═══ Source data
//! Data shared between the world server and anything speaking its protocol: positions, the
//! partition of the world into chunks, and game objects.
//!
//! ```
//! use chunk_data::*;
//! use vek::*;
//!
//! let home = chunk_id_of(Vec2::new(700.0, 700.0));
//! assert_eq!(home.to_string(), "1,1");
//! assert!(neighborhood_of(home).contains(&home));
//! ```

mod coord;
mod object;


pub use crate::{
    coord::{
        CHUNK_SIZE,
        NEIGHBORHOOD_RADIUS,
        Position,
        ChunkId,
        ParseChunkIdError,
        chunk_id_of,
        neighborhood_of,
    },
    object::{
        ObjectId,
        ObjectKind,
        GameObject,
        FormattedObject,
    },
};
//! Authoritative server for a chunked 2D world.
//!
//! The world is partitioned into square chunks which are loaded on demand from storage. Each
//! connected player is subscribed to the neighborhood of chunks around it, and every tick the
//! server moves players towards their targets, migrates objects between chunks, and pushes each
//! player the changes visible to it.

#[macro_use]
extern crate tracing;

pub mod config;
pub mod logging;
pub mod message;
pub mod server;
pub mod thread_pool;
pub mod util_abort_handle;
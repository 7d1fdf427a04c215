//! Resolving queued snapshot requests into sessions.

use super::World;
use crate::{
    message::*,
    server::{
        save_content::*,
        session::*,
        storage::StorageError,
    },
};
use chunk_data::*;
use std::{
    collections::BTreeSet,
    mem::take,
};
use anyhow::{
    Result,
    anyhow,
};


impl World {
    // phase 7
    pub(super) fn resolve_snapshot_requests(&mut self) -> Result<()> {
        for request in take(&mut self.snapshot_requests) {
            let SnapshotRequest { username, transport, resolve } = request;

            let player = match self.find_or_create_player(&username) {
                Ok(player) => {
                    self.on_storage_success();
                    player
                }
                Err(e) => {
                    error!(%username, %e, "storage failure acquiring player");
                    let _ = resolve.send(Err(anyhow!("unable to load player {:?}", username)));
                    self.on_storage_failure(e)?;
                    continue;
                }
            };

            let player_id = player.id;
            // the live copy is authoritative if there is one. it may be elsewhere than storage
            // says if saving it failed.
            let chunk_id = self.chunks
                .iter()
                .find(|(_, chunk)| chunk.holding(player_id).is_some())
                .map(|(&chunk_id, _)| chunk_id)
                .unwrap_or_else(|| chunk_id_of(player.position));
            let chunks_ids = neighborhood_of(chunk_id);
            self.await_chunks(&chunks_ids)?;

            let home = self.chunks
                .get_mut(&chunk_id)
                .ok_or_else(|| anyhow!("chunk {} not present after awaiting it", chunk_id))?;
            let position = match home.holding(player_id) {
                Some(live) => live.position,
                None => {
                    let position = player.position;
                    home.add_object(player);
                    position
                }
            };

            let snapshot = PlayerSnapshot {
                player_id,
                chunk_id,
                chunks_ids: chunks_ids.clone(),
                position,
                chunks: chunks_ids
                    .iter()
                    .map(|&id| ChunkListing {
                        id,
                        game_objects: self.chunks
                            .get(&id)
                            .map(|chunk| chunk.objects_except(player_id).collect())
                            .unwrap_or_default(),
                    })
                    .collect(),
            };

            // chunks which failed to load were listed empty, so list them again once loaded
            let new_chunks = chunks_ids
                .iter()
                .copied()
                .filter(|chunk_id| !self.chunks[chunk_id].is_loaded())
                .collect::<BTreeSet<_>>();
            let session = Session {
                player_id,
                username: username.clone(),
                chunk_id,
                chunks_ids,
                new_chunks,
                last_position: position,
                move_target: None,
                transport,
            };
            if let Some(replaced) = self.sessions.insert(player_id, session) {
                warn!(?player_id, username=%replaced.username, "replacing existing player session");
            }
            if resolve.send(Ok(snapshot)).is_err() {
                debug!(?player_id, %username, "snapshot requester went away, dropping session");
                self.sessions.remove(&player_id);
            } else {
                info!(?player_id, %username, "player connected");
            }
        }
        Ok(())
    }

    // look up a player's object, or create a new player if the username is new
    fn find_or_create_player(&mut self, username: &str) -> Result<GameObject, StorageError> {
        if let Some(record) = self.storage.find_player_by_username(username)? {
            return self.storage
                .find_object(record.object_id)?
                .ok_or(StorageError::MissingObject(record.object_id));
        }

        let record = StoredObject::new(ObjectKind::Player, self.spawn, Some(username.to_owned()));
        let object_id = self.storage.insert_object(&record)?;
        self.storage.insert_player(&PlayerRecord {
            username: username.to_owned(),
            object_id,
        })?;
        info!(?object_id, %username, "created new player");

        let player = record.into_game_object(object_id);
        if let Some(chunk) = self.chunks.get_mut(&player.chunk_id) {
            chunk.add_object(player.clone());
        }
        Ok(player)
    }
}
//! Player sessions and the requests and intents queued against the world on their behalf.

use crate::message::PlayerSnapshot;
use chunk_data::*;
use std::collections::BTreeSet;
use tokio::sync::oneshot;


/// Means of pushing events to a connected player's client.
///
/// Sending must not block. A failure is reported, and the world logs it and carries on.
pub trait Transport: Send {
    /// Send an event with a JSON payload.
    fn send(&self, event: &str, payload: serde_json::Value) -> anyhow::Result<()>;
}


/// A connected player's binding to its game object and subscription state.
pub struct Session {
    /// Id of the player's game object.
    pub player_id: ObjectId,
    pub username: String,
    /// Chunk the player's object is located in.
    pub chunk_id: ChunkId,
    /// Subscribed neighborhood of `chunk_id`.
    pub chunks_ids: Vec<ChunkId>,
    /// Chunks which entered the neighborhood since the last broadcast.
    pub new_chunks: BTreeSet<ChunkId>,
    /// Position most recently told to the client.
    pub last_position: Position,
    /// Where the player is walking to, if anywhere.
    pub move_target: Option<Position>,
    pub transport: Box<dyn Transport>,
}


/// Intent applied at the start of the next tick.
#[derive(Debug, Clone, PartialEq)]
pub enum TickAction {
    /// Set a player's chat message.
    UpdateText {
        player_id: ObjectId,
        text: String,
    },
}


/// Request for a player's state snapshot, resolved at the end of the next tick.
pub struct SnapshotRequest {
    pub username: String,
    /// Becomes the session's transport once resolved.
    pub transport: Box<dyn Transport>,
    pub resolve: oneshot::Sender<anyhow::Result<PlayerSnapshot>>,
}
══════
▸ Work to be completed
Give the number of lines in the listing that hold the string "match". Add nothing else.

▸ Solution
2